▸ WHAT YOU ARE ASKED TO DO:
Scan the data below and report how many lines include the word "Result". Nothing else is wanted.

▸ RECORD SET:
------

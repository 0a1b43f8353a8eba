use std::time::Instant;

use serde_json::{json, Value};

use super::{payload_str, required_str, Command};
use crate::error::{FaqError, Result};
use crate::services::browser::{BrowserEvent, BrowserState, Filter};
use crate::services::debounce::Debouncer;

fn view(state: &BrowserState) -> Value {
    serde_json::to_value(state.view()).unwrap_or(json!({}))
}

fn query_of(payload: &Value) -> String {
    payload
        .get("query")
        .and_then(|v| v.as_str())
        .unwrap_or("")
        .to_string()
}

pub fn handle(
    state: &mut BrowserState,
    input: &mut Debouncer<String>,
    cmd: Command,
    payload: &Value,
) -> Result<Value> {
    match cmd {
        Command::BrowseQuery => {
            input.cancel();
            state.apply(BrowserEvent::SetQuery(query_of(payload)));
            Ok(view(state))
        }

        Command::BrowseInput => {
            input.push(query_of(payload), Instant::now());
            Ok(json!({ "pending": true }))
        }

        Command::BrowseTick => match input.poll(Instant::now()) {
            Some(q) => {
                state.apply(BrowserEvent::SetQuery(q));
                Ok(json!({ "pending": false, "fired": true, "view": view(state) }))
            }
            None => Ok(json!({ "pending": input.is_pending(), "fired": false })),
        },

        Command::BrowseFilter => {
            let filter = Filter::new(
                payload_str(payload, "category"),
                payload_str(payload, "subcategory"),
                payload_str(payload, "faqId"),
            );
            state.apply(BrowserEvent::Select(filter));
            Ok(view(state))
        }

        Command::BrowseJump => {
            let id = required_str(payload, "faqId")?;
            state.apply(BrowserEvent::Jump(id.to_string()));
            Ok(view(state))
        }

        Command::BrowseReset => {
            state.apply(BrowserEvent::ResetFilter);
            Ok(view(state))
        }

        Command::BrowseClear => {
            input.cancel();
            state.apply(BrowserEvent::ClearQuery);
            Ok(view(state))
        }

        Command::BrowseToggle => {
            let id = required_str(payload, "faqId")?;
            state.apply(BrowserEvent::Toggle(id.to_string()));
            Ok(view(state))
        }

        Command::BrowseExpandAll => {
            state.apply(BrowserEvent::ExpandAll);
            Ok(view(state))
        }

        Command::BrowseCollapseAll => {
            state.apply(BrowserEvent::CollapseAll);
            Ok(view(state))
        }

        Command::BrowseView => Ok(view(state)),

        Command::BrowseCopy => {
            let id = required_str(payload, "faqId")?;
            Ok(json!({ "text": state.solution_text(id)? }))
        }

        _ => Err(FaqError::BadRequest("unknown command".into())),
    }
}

------

▸ ANSWER FOR THIS EXERCISE:
2